SACP general-secretary Blade Nzimande said there were forces that continued to cling to an increasingly discredited neo-liberal style fundamentalism within National Treasury and the SA Reserve Bank.
“In court papers, the National Treasury has even gone so far as to say that it would be ‘immoral’ to honour government’s public sector wage agreement.
“In the midst of the Covid-19 pandemic and huge economic and social distress, the South African Reserve Bank has been prepared to inject significant liquidity into the private banking oligopoly, but declined to provide a stimulus liquidity into public financial institutions like the Development Bank of Southern Africa and IDC Industrial Development Corporation of SA.”
Nzimande said President Cyril Ramaphosa’s well-intentioned stimulus package was barely a stimulus at all – but largely represented the re-jigging of existing budgets by de-funding many existing government programmes, thanks to National Treasury.
“While the SACP commends the consultative approach undertaken by President Ramaphosa, particularly through Nedlac, in preparing an economic turnaround plan, we fear that many excellent ideas ranging from a universal basic income guarantee.
“A major social and economic infrastructure programme, to a massive expansion of public employment programmes, will either not take off, or will be so constrained by fiscal austerity, that they will fail to have the necessary strategic transformational impact,” he said.
Support Ramaphosa
Unlike its alliance partners in Cosatu, the SACP said Ramaphosa should not be blamed for the snail’s pace the war on corruption was moving at.
Nzimande said Ramaphosa had placed his own reputation on the line in the fight against corruption.
“We cannot leave it to the president alone. The fact that now we have a president [who] has come out and NEC coming clear, should be a clarion call to us as allies and South Africa, to say let’s all stand up and not throw stones at each other.
“Let’s not throw stones, let’s mobilise to support the president,” he said.
Ramaphosa was criticised by Cosatu for being “confrontation averse” in the war against corruption within the ANC ranks.

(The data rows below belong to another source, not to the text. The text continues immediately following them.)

#![deny(missing_docs)]
//! REST page source for waend paged queries.
//!
//! Implements [`PageSource`] against the paging endpoints of a waend API
//! server. A page of query `q` for model `m` is read from
//! `GET {base}/{m}/{q}?page={n}&{params…}` and answers with
//! `{number, count, num_pages, results}`. A single item is read from
//! `GET {base}/{m}/{id}`, with the id percent-encoded as one path segment.

mod error;

use async_trait::async_trait;
use error::{map_http_status, map_reqwest_error};
use waend_types::{FetchError, ItemId, PageRequest, PageSource, RawPage};

/// Default API base URL.
const DEFAULT_BASE_URL: &str = "http://localhost:8000/api/v1";

/// Join URL segments, trimming slashes at each segment's edges and skipping
/// empty segments.
fn make_path(parts: &[&str]) -> String {
    parts
        .iter()
        .map(|part| part.trim_matches('/'))
        .filter(|part| !part.is_empty())
        .collect::<Vec<_>>()
        .join("/")
}

/// Page source backed by a waend REST endpoint for one model.
///
/// # Example
///
/// ```no_run
/// use waend_source_http::HttpPageSource;
///
/// let groups = HttpPageSource::new("group").base_url("https://waend.example/api/v1");
/// ```
pub struct HttpPageSource {
    base_url: String,
    model_name: String,
    client: reqwest::Client,
}

impl HttpPageSource {
    /// Create a source for `model_name` (e.g. `group`, `layer`) against the
    /// default base URL.
    #[must_use]
    pub fn new(model_name: impl Into<String>) -> Self {
        Self {
            base_url: DEFAULT_BASE_URL.into(),
            model_name: model_name.into(),
            client: reqwest::Client::new(),
        }
    }

    /// Override the API base URL.
    #[must_use]
    pub fn base_url(mut self, url: impl Into<String>) -> Self {
        self.base_url = url.into();
        self
    }

    /// Use a preconfigured HTTP client (timeouts, proxies, headers).
    #[must_use]
    pub fn client(mut self, client: reqwest::Client) -> Self {
        self.client = client;
        self
    }

    /// URL a page request is sent to, without its query string.
    pub fn page_url(&self, request: &PageRequest) -> String {
        make_path(&[
            self.base_url.as_str(),
            self.model_name.as_str(),
            request.query_name.as_str(),
        ])
    }

    /// URL a single item is read from. The id is always a single path
    /// segment, so `/`, `?` and `#` in it are percent-encoded.
    pub fn item_url(&self, id: &ItemId) -> Result<reqwest::Url, FetchError> {
        let base = make_path(&[self.base_url.as_str(), self.model_name.as_str()]);
        let mut url = reqwest::Url::parse(&base)
            .map_err(|e| FetchError::Other(format!("invalid base URL {base}: {e}").into()))?;
        url.path_segments_mut()
            .map_err(|()| FetchError::Other(format!("base URL cannot hold a path: {base}").into()))?
            .pop_if_empty()
            .push(id.as_str());
        Ok(url)
    }
}

#[async_trait]
impl PageSource for HttpPageSource {
    async fn fetch(&self, request: &PageRequest) -> Result<RawPage, FetchError> {
        let url = self.page_url(request);
        let mut query: Vec<(&str, String)> = request
            .params
            .iter()
            .filter(|(key, _)| key.as_str() != "page")
            .map(|(key, value)| (key.as_str(), value.clone()))
            .collect();
        query.push(("page", request.page.to_string()));

        tracing::debug!(url = %url, page = request.page, "waend.http.fetch");
        let response = self
            .client
            .get(&url)
            .query(&query)
            .send()
            .await
            .map_err(map_reqwest_error)?;

        let status = response.status();
        if !status.is_success() {
            let body = response.text().await.unwrap_or_default();
            return Err(map_http_status(status, &body));
        }

        response.json::<RawPage>().await.map_err(map_reqwest_error)
    }

    async fn fetch_item(&self, id: &ItemId) -> Result<Option<serde_json::Value>, FetchError> {
        let url = self.item_url(id)?;
        tracing::debug!(url = %url, "waend.http.fetch_item");
        let response = self
            .client
            .get(url)
            .send()
            .await
            .map_err(map_reqwest_error)?;

        let status = response.status();
        if status == reqwest::StatusCode::NOT_FOUND {
            return Ok(None);
        }
        if !status.is_success() {
            let body = response.text().await.unwrap_or_default();
            return Err(map_http_status(status, &body));
        }

        response
            .json::<serde_json::Value>()
            .await
            .map(Some)
            .map_err(map_reqwest_error)
    }
}

#[cfg(test)]
mod tests {
    use super::*;

    #[test]
    fn make_path_trims_and_joins() {
        assert_eq!(
            make_path(&["http://host/api/", "/group/", "u/42"]),
            "http://host/api/group/u/42"
        );
        assert_eq!(make_path(&["http://host", "", "layer"]), "http://host/layer");
    }

    #[test]
    fn page_url_ignores_page_number() {
        let source = HttpPageSource::new("group").base_url("http://host/api/v1/");
        let url = source.page_url(&PageRequest::new("u/42", 3));
        assert_eq!(url, "http://host/api/v1/group/u/42");
    }

    #[test]
    fn item_url_uses_model_and_id() {
        let source = HttpPageSource::new("layer").base_url("http://host");
        let url = source.item_url(&ItemId::new("7")).unwrap();
        assert_eq!(url.as_str(), "http://host/layer/7");
    }

    #[test]
    fn item_url_encodes_reserved_characters_in_ids() {
        let source = HttpPageSource::new("layer").base_url("http://host/api/v1/");
        let url = source.item_url(&ItemId::new("a/b?c#d")).unwrap();
        assert_eq!(url.as_str(), "http://host/api/v1/layer/a%2Fb%3Fc%23d");
        assert_eq!(url.query(), None);
        assert_eq!(url.fragment(), None);
    }

    #[test]
    fn item_url_rejects_unparseable_base() {
        let source = HttpPageSource::new("layer").base_url("not a url");
        assert!(source.item_url(&ItemId::new("7")).is_err());
    }
}
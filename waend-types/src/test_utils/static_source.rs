//! StaticPageSource — fixture-backed PageSource that counts fetches.

use crate::error::FetchError;
use crate::id::{ItemId, QueryName};
use crate::page::{PageRequest, RawPage};
use crate::source::PageSource;
use async_trait::async_trait;
use serde_json::Value;
use std::collections::HashMap;
use std::sync::Mutex;

/// A page source serving fixed item lists, split into pages of a fixed size.
///
/// Content pages are numbered from 1. Page 0 is the page-count request and
/// answers with the first page's items. A page past the end answers 404.
/// Unknown queries answer as empty result sets.
pub struct StaticPageSource {
    page_size: usize,
    queries: HashMap<QueryName, Vec<Value>>,
    fail: bool,
    requests: Mutex<Vec<PageRequest>>,
}

impl StaticPageSource {
    /// Create a source with the given page size and no queries.
    pub fn new(page_size: usize) -> Self {
        Self {
            page_size: page_size.max(1),
            queries: HashMap::new(),
            fail: false,
            requests: Mutex::new(Vec::new()),
        }
    }

    /// Serve `items` for `query`, builder style.
    #[must_use]
    pub fn with_query(mut self, query: impl Into<QueryName>, items: Vec<Value>) -> Self {
        self.queries.insert(query.into(), items);
        self
    }

    /// Make every fetch fail with a transport error, builder style.
    #[must_use]
    pub fn failing(mut self) -> Self {
        self.fail = true;
        self
    }

    /// Number of page fetches served so far.
    pub fn fetch_count(&self) -> usize {
        self.requests.lock().unwrap().len()
    }

    /// Snapshot of every page request received, in order.
    pub fn requests(&self) -> Vec<PageRequest> {
        self.requests.lock().unwrap().clone()
    }
}

#[async_trait]
impl PageSource for StaticPageSource {
    async fn fetch(&self, request: &PageRequest) -> Result<RawPage, FetchError> {
        self.requests.lock().unwrap().push(request.clone());
        if self.fail {
            return Err(FetchError::Transport("connection refused".into()));
        }

        let items = self
            .queries
            .get(&request.query_name)
            .map(Vec::as_slice)
            .unwrap_or_default();
        let num_pages = items.len().div_ceil(self.page_size) as u32;
        let index = request.page.max(1);
        if index > num_pages.max(1) {
            return Err(FetchError::Status {
                status: 404,
                body: format!("invalid page {}", request.page),
            });
        }

        let results = items
            .chunks(self.page_size)
            .nth(index as usize - 1)
            .map(<[Value]>::to_vec)
            .unwrap_or_default();
        Ok(RawPage {
            number: request.page,
            count: items.len() as u64,
            num_pages,
            results,
        })
    }

    async fn fetch_item(&self, id: &ItemId) -> Result<Option<Value>, FetchError> {
        if self.fail {
            return Err(FetchError::Transport("connection refused".into()));
        }
        Ok(self
            .queries
            .values()
            .flatten()
            .find(|item| ItemId::from_descriptor(item).as_ref() == Some(id))
            .cloned())
    }
}
#![deny(missing_docs)]
//! # waend — umbrella crate
//!
//! Single import surface for the waend core: the protocol types, the
//! named component proxy, and paginated cursors, with the REST page source
//! behind a feature flag. The `prelude` covers the happy path.

pub use waend_types;
#[cfg(feature = "fragment")]
pub use waend_fragment;
#[cfg(feature = "proxy")]
pub use waend_proxy;
#[cfg(feature = "source-http")]
pub use waend_source_http;

/// Happy-path imports for wiring components and cursors.
pub mod prelude {
    pub use waend_types::{
        Args, Component, ComponentError, ComponentName, EventEmitter, FetchError, FragmentError,
        Item, ItemId, Listener, MethodTable, Page, PageRequest, PageSource, ProxyError, QueryName,
        RawPage, listener,
    };

    #[cfg(feature = "proxy")]
    pub use waend_proxy::{ObjectProxy, Reply, reply};

    #[cfg(feature = "fragment")]
    pub use waend_fragment::{CacheConfig, Collection, Fragment, Totals};

    #[cfg(feature = "source-http")]
    pub use waend_source_http::HttpPageSource;
}
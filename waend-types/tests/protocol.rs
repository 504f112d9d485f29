//! Protocol-level tests: the traits are implementable and usable as objects.

use async_trait::async_trait;
use serde_json::{Value, json};
use std::sync::atomic::{AtomicUsize, Ordering};
use std::sync::{Arc, Mutex};
use waend_types::{
    Args, Component, ComponentError, EventEmitter, FetchError, ItemId, MethodTable, PageRequest,
    PageSource, RawPage, listener,
};

// --- Component through a method table ---

struct Layer {
    name: Mutex<String>,
    events: EventEmitter,
}

fn rename(layer: &Layer, args: Args) -> Result<Value, ComponentError> {
    let name: String = args.parse(0)?;
    *layer.name.lock().unwrap() = name.clone();
    layer.events.emit("renamed", &json!(name));
    Ok(Value::Null)
}

fn name(layer: &Layer, _args: Args) -> Result<Value, ComponentError> {
    Ok(json!(*layer.name.lock().unwrap()))
}

struct LayerComponent {
    layer: Layer,
    table: MethodTable<Layer>,
}

impl LayerComponent {
    fn new() -> Self {
        Self {
            layer: Layer {
                name: Mutex::new("untitled".into()),
                events: EventEmitter::new(),
            },
            table: MethodTable::new().with("rename", rename).with("name", name),
        }
    }
}

impl Component for LayerComponent {
    fn invoke(&self, method: &str, args: Args) -> Result<Value, ComponentError> {
        self.table.invoke(&self.layer, method, args)
    }

    fn events(&self) -> &EventEmitter {
        &self.layer.events
    }
}

#[test]
fn component_is_object_safe_and_dispatches() {
    let component: Arc<dyn Component> = Arc::new(LayerComponent::new());

    component.invoke("rename", "rivers".into()).unwrap();
    let out = component.invoke("name", Args::none()).unwrap();
    assert_eq!(out, json!("rivers"));
}

#[test]
fn component_events_follow_on_and_off() {
    let component = LayerComponent::new();
    let hits = Arc::new(AtomicUsize::new(0));
    let h = Arc::clone(&hits);
    let l = listener(move |_| {
        h.fetch_add(1, Ordering::SeqCst);
    });

    component.on("renamed", Arc::clone(&l));
    component.invoke("rename", "a".into()).unwrap();
    assert!(component.off("renamed", &l));
    component.invoke("rename", "b".into()).unwrap();

    assert_eq!(hits.load(Ordering::SeqCst), 1);
}

#[test]
fn unknown_method_surfaces_as_error() {
    let component = LayerComponent::new();
    let err = component.invoke("delete", Args::none()).unwrap_err();
    assert!(err.to_string().contains("method not found"));
}

// --- PageSource defaults ---

struct OnePage;

#[async_trait]
impl PageSource for OnePage {
    async fn fetch(&self, request: &PageRequest) -> Result<RawPage, FetchError> {
        Ok(RawPage {
            number: request.page,
            count: 1,
            num_pages: 1,
            results: vec![json!({"id": 1})],
        })
    }
}

#[tokio::test]
async fn page_source_is_object_safe() {
    let source: Arc<dyn PageSource> = Arc::new(OnePage);
    let page = source
        .fetch(&PageRequest::new("g/1", 1).param("kind", "layer"))
        .await
        .unwrap();
    assert_eq!(page.number, 1);
    assert_eq!(page.results.len(), 1);
}

#[tokio::test]
async fn default_fetch_item_finds_nothing() {
    let source = OnePage;
    let item = source.fetch_item(&ItemId::new("1")).await.unwrap();
    assert!(item.is_none());
}
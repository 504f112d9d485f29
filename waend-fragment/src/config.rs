//! Page cache configuration.

use serde::{Deserialize, Serialize};
use std::num::NonZeroUsize;

/// How long a collection keeps fetched pages.
///
/// The default keeps every page for the collection's lifetime. Setting
/// `max_pages_per_query` bounds each query to that many pages, evicting the
/// least recently used page first.
///
/// Deserializes from e.g. `{"max_pages_per_query": 16}`; missing fields take
/// their defaults.
#[derive(Debug, Clone, Default, PartialEq, Eq, Serialize, Deserialize)]
#[serde(default)]
pub struct CacheConfig {
    /// Upper bound on cached pages per query. `None` = unbounded.
    pub max_pages_per_query: Option<NonZeroUsize>,
}

impl CacheConfig {
    /// Keep every page.
    pub fn unbounded() -> Self {
        Self::default()
    }

    /// Keep at most `pages` pages per query. Zero is treated as one.
    pub fn bounded(pages: usize) -> Self {
        Self {
            max_pages_per_query: Some(NonZeroUsize::new(pages).unwrap_or(NonZeroUsize::MIN)),
        }
    }
}

#[cfg(test)]
mod tests {
    use super::*;
    use serde_json::json;

    #[test]
    fn default_is_unbounded() {
        assert_eq!(CacheConfig::default().max_pages_per_query, None);
        let parsed: CacheConfig = serde_json::from_value(json!({})).unwrap();
        assert_eq!(parsed, CacheConfig::unbounded());
    }

    #[test]
    fn bound_parses_from_json() {
        let parsed: CacheConfig =
            serde_json::from_value(json!({"max_pages_per_query": 4})).unwrap();
        assert_eq!(parsed, CacheConfig::bounded(4));
    }

    #[test]
    fn zero_bound_is_clamped() {
        assert_eq!(
            CacheConfig::bounded(0).max_pages_per_query.map(NonZeroUsize::get),
            Some(1)
        );
    }

    #[test]
    fn zero_bound_is_rejected_from_json() {
        let parsed = serde_json::from_value::<CacheConfig>(json!({"max_pages_per_query": 0}));
        assert!(parsed.is_err());
    }
}
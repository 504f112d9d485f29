//! The Paging seam — where pages come from.

use crate::error::FetchError;
use crate::id::ItemId;
use crate::page::{PageRequest, RawPage};
use async_trait::async_trait;

/// Seam ② — Paging
///
/// Fetches pages of a remote paginated query. Implementations decide the
/// transport: an HTTP endpoint, a fixture table, a local index.
///
/// A source does no caching of its own; the owning collection caches
/// resolved pages.
#[async_trait]
pub trait PageSource: Send + Sync {
    /// Fetch one page.
    async fn fetch(&self, request: &PageRequest) -> Result<RawPage, FetchError>;

    /// Fetch a single item descriptor by id.
    /// Returns `None` if the item does not exist. Sources that cannot
    /// address single items keep the default, which always returns `None`.
    async fn fetch_item(&self, id: &ItemId) -> Result<Option<serde_json::Value>, FetchError> {
        let _ = id;
        Ok(None)
    }
}
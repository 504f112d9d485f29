//! Typed ID wrappers for component, query, and item identifiers.

use serde::{Deserialize, Serialize};
use std::fmt;

/// Typed ID wrappers keep component names, query names, and item ids apart.
/// They are plain strings underneath; no format is enforced.
macro_rules! typed_id {
    ($name:ident, $doc:expr) => {
        #[doc = $doc]
        #[derive(Debug, Clone, Hash, Eq, PartialEq, Ord, PartialOrd, Serialize, Deserialize)]
        #[serde(transparent)]
        pub struct $name(pub String);

        impl $name {
            /// Create a new typed ID from anything that converts to String.
            pub fn new(id: impl Into<String>) -> Self {
                Self(id.into())
            }

            /// Borrow the inner string.
            pub fn as_str(&self) -> &str {
                &self.0
            }
        }

        impl fmt::Display for $name {
            fn fmt(&self, f: &mut fmt::Formatter<'_>) -> fmt::Result {
                write!(f, "{}", self.0)
            }
        }

        impl From<&str> for $name {
            fn from(s: &str) -> Self {
                Self(s.to_owned())
            }
        }

        impl From<String> for $name {
            fn from(s: String) -> Self {
                Self(s)
            }
        }

        impl std::borrow::Borrow<str> for $name {
            fn borrow(&self) -> &str {
                &self.0
            }
        }
    };
}

typed_id!(ComponentName, "Symbolic name a component is registered under.");
typed_id!(QueryName, "Name of a remote paged query, e.g. `u/42`.");
typed_id!(ItemId, "Identifier of an item returned by a paged query.");

impl ItemId {
    /// Read an item id out of a JSON descriptor's `id` field.
    ///
    /// Numeric ids are rendered to their decimal form so `42` and `"42"`
    /// name the same item.
    pub fn from_descriptor(descriptor: &serde_json::Value) -> Option<Self> {
        match descriptor.get("id")? {
            serde_json::Value::String(s) => Some(Self(s.clone())),
            serde_json::Value::Number(n) => Some(Self(n.to_string())),
            _ => None,
        }
    }
}
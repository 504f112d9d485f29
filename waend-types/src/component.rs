//! The Component seam — named objects reachable through the proxy.

use crate::error::ComponentError;
use crate::event::{EventEmitter, Listener};
use serde::de::DeserializeOwned;
use serde::{Deserialize, Serialize};
use serde_json::Value;
use std::collections::HashMap;
use std::fmt;

/// Seam ① — Components
///
/// Anything that wants its methods and events available by name implements
/// this trait and registers itself with an object proxy. Methods are looked
/// up by string at call time; most implementations back [`invoke`] with a
/// [`MethodTable`].
///
/// [`invoke`]: Component::invoke
pub trait Component: Send + Sync {
    /// Invoke `method` with `args` and return its result.
    fn invoke(&self, method: &str, args: Args) -> Result<Value, ComponentError>;

    /// The component's event emitter.
    fn events(&self) -> &EventEmitter;

    /// Subscribe to one of this component's events.
    fn on(&self, event: &str, listener: Listener) {
        self.events().on(event, listener);
    }

    /// Unsubscribe a listener previously passed to [`on`](Component::on).
    fn off(&self, event: &str, listener: &Listener) -> bool {
        self.events().off(event, listener)
    }
}

/// Positional arguments of a method call.
///
/// Converting a single JSON value wraps it in a one-element list; converting
/// a JSON array uses the array's elements as the list.
#[derive(Debug, Clone, Default, PartialEq, Serialize, Deserialize)]
#[serde(transparent)]
pub struct Args(pub Vec<Value>);

impl Args {
    /// An empty argument list.
    pub fn none() -> Self {
        Self(Vec::new())
    }

    /// Number of arguments.
    pub fn len(&self) -> usize {
        self.0.len()
    }

    /// Whether there are no arguments.
    pub fn is_empty(&self) -> bool {
        self.0.is_empty()
    }

    /// Borrow the argument at `index`.
    pub fn get(&self, index: usize) -> Option<&Value> {
        self.0.get(index)
    }

    /// Deserialize the argument at `index`, failing with
    /// [`ComponentError::InvalidArgs`] when it is missing or mistyped.
    pub fn parse<T: DeserializeOwned>(&self, index: usize) -> Result<T, ComponentError> {
        let value = self
            .0
            .get(index)
            .ok_or_else(|| ComponentError::InvalidArgs(format!("missing argument {index}")))?;
        T::deserialize(value)
            .map_err(|e| ComponentError::InvalidArgs(format!("argument {index}: {e}")))
    }

    /// Consume into the underlying list.
    pub fn into_vec(self) -> Vec<Value> {
        self.0
    }
}

impl From<Value> for Args {
    fn from(value: Value) -> Self {
        match value {
            Value::Array(items) => Self(items),
            single => Self(vec![single]),
        }
    }
}

impl From<Vec<Value>> for Args {
    fn from(items: Vec<Value>) -> Self {
        Self(items)
    }
}

impl<const N: usize> From<[Value; N]> for Args {
    fn from(items: [Value; N]) -> Self {
        Self(items.into())
    }
}

impl From<&str> for Args {
    fn from(s: &str) -> Self {
        Self(vec![Value::String(s.to_owned())])
    }
}

/// A method entry in a [`MethodTable`].
pub type Method<T> = fn(&T, Args) -> Result<Value, ComponentError>;

/// Method-name lookup table for implementing [`Component::invoke`].
pub struct MethodTable<T> {
    methods: HashMap<&'static str, Method<T>>,
}

impl<T> MethodTable<T> {
    /// Create an empty table.
    pub fn new() -> Self {
        Self {
            methods: HashMap::new(),
        }
    }

    /// Add a method, builder style.
    #[must_use]
    pub fn with(mut self, name: &'static str, method: Method<T>) -> Self {
        self.methods.insert(name, method);
        self
    }

    /// Whether `name` is in the table.
    pub fn contains(&self, name: &str) -> bool {
        self.methods.contains_key(name)
    }

    /// Look up `name` and run it against `target`.
    pub fn invoke(&self, target: &T, name: &str, args: Args) -> Result<Value, ComponentError> {
        let method = self
            .methods
            .get(name)
            .ok_or_else(|| ComponentError::MethodNotFound(name.to_owned()))?;
        method(target, args)
    }
}

impl<T> Default for MethodTable<T> {
    fn default() -> Self {
        Self::new()
    }
}

impl<T> fmt::Debug for MethodTable<T> {
    fn fmt(&self, f: &mut fmt::Formatter<'_>) -> fmt::Result {
        let mut names: Vec<_> = self.methods.keys().collect();
        names.sort();
        f.debug_struct("MethodTable").field("methods", &names).finish()
    }
}
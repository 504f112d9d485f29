//! Internal error helpers for mapping HTTP/reqwest errors to [`FetchError`].

use waend_types::FetchError;

/// Map a non-success HTTP status to a [`FetchError`].
pub(crate) fn map_http_status(status: reqwest::StatusCode, body: &str) -> FetchError {
    FetchError::Status {
        status: status.as_u16(),
        body: body.to_string(),
    }
}

/// Map a [`reqwest::Error`] to a [`FetchError`].
pub(crate) fn map_reqwest_error(err: reqwest::Error) -> FetchError {
    if err.is_decode() {
        FetchError::Decode(err.to_string())
    } else if err.is_timeout() || err.is_connect() || err.is_request() {
        FetchError::Transport(err.to_string())
    } else {
        FetchError::Other(Box::new(err))
    }
}
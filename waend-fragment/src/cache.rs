//! Page cache keyed by (query name, page number).

use crate::config::CacheConfig;
use std::collections::{HashMap, VecDeque};
use waend_types::{Page, QueryName};

#[derive(Default)]
struct QueryPages {
    pages: HashMap<u32, Page>,
    /// Page numbers, least recently used first.
    recency: VecDeque<u32>,
}

impl QueryPages {
    fn touch(&mut self, number: u32) {
        if let Some(pos) = self.recency.iter().position(|n| *n == number) {
            self.recency.remove(pos);
        }
        self.recency.push_back(number);
    }
}

/// Fetched pages, grouped by query, with the retention set by [`CacheConfig`].
#[derive(Default)]
pub struct PageCache {
    config: CacheConfig,
    queries: HashMap<QueryName, QueryPages>,
}

impl PageCache {
    /// Create an empty cache.
    pub fn new(config: CacheConfig) -> Self {
        Self {
            config,
            queries: HashMap::new(),
        }
    }

    /// The cached copy of `page` for `query`, marking it recently used.
    pub fn get(&mut self, query: &QueryName, page: u32) -> Option<Page> {
        let entry = self.queries.get_mut(query)?;
        let hit = entry.pages.get(&page)?.clone();
        entry.touch(page);
        Some(hit)
    }

    /// Store `page` under `(query, number)`, evicting the least recently
    /// used page of that query if the bound is exceeded.
    pub fn insert(&mut self, query: &QueryName, number: u32, page: Page) {
        let entry = self.queries.entry(query.clone()).or_default();
        entry.pages.insert(number, page);
        entry.touch(number);

        if let Some(limit) = self.config.max_pages_per_query {
            while entry.pages.len() > limit.get() {
                let Some(oldest) = entry.recency.pop_front() else {
                    break;
                };
                entry.pages.remove(&oldest);
                tracing::trace!(query = %query, page = oldest, "waend.cache.evict");
            }
        }
    }

    /// Drop every page of `query`. Returns how many were dropped.
    pub fn remove_query(&mut self, query: &QueryName) -> usize {
        self.queries
            .remove(query)
            .map_or(0, |entry| entry.pages.len())
    }

    /// Number of pages cached for `query`.
    pub fn pages_for(&self, query: &QueryName) -> usize {
        self.queries.get(query).map_or(0, |entry| entry.pages.len())
    }

    /// Total number of cached pages.
    pub fn len(&self) -> usize {
        self.queries.values().map(|entry| entry.pages.len()).sum()
    }

    /// Whether nothing is cached.
    pub fn is_empty(&self) -> bool {
        self.len() == 0
    }

    /// The retention in effect.
    pub fn config(&self) -> &CacheConfig {
        &self.config
    }
}
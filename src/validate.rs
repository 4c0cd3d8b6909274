//! Structural checks for topologies and stored brackets.

use std::collections::HashSet;

use crate::error::{BracketError, BracketResult};
use crate::structure::Topology;
use crate::types::{Match, Participant, Tournament};

pub fn validate_structure(topology: &Topology) -> BracketResult<()> {
  let Some(first) = topology.rounds.first() else {
    return Err(structural("Topology has no rounds."));
  };
  if first.participants_entering != topology.participant_count {
    return Err(structural(format!(
      "Round 1 takes {} participants but the topology was planned for {}",
      first.participants_entering, topology.participant_count
    )));
  }
  if topology.total_rounds as usize != topology.rounds.len() {
    return Err(structural(format!(
      "Topology claims {} rounds but lists {}",
      topology.total_rounds,
      topology.rounds.len()
    )));
  }

  for (idx, round) in topology.rounds.iter().enumerate() {
    if round.number as usize != idx + 1 {
      return Err(structural(format!("Round at index {idx} is numbered {}", round.number)));
    }
    if round.match_count != round.participants_entering / 2 || round.bye_count != round.participants_entering % 2 {
      return Err(structural(format!(
        "Round {} has {} matches and {} byes for {} entrants",
        round.number, round.match_count, round.bye_count, round.participants_entering
      )));
    }
    let expected_advancing = round.match_count + round.bye_count;
    if round.participants_advancing != expected_advancing {
      return Err(structural(format!(
        "Round {} advances {} but its matches and byes produce {}",
        round.number, round.participants_advancing, expected_advancing
      )));
    }
    if let Some(next) = topology.rounds.get(idx + 1) {
      if expected_advancing != next.participants_entering {
        return Err(structural(format!(
          "Round {} advancement mismatch: {} advancing but {} entering next round",
          round.number, expected_advancing, next.participants_entering
        )));
      }
    }
  }

  let last = &topology.rounds[topology.rounds.len() - 1];
  if last.participants_advancing != 1 || last.match_count != 1 || last.bye_count != 0 {
    return Err(structural(format!(
      "Final round should advance 1 participant from a single match, but advances {}",
      last.participants_advancing
    )));
  }
  Ok(())
}

/// Checks stored entries against the topology they were generated from.
pub fn validate_bracket(topology: &Topology, matches: &[Match]) -> BracketResult<()> {
  for round in &topology.rounds {
    let in_round = matches
      .iter()
      .filter(|m| m.round_number == round.number)
      .collect::<Vec<_>>();
    let played = in_round.iter().filter(|m| !m.is_bye_match).count() as u32;
    let byes = in_round.iter().filter(|m| m.is_bye_match).count() as u32;
    if played != round.match_count || byes != round.bye_count {
      return Err(structural(format!(
        "Round {} stores {played} matches and {byes} byes, planned {} and {}",
        round.number, round.match_count, round.bye_count
      )));
    }
    let mut numbers = in_round.iter().map(|m| m.match_number).collect::<Vec<_>>();
    numbers.sort_unstable();
    if numbers != (1..=round.entry_count()).collect::<Vec<_>>() {
      return Err(structural(format!("Round {} match numbers are not contiguous", round.number)));
    }
    if let Some(bye) = in_round.iter().find(|m| m.is_bye_match) {
      if Some(bye.position()) != round.bye_position() {
        return Err(structural(format!("Round {} bye sits at {}", round.number, bye.position())));
      }
    }
  }
  if let Some(stray) = matches.iter().find(|m| topology.round(m.round_number).is_none()) {
    return Err(structural(format!("Entry {} is outside the planned rounds", stray.position())));
  }

  for entry in matches {
    if let Some(winner) = entry.winner_id {
      if !entry.has_participant(winner) {
        return Err(structural(format!(
          "Winner of {} is not one of its participants",
          entry.position()
        )));
      }
    }
  }

  let mut seen = HashSet::new();
  for participant in matches
    .iter()
    .filter(|m| m.round_number == 1)
    .flat_map(|m| m.slots.iter().filter_map(|slot| slot.participant()))
  {
    if !seen.insert(participant) {
      return Err(structural(format!("Participant {participant} is placed twice in round 1")));
    }
  }
  if seen.len() as u32 != topology.participant_count {
    return Err(structural(format!(
      "Round 1 places {} participants, planned {}",
      seen.len(),
      topology.participant_count
    )));
  }
  Ok(())
}

/// Fails when the registered field no longer matches the stored topology.
pub fn check_participant_drift(tournament: &Tournament, participants: &[Participant]) -> BracketResult<()> {
  let registered = participants
    .iter()
    .filter(|p| p.tournament_id == tournament.id)
    .count() as u32;
  if registered != tournament.participant_count {
    return Err(structural(format!(
      "Tournament {} was generated for {} participants but {} are registered",
      tournament.id, tournament.participant_count, registered
    )));
  }
  Ok(())
}

fn structural(message: impl Into<String>) -> BracketError {
  BracketError::Structural(message.into())
}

Its general-secretary, Bheki Ntshalintshali, said while it welcomed Ramaphosa’s push back against corruption, it could only judge the results and not the intentions.
He added aggressive prosecution was the only dependable vaccine to cure the virus of corruption – not speeches, letters, or public proclamations.
“President Ramaphosa will not win the fight against corruption if he continues to be confrontation averse – he needs to start swinging a big axe if he wants workers to trust and believe in him.
“Half the purpose of the criminal justice system is deterrence, so law enforcement agencies need to target corrupt CEOs, senior managers, and politicians and send them to prison.
“Ramaphosa needs to know that workers remember his brave new frontier talk during his campaign for the presidency and those are the standards by which he is measured.
“Workers feel that the president who campaigned in poetry is governing in prose and they are not impressed.
“The president must stop negotiating with criminals and use the only language they will understand, which is prosecution and imprisonment,” Ntshalintshali said.
This was the first time Cosatu had shown signs of a lack of confidence in Ramaphosa since he was elected ANC president.
The trade union federation was his strongest ally in his campaign for party president leading up to the watershed Nasrec conference.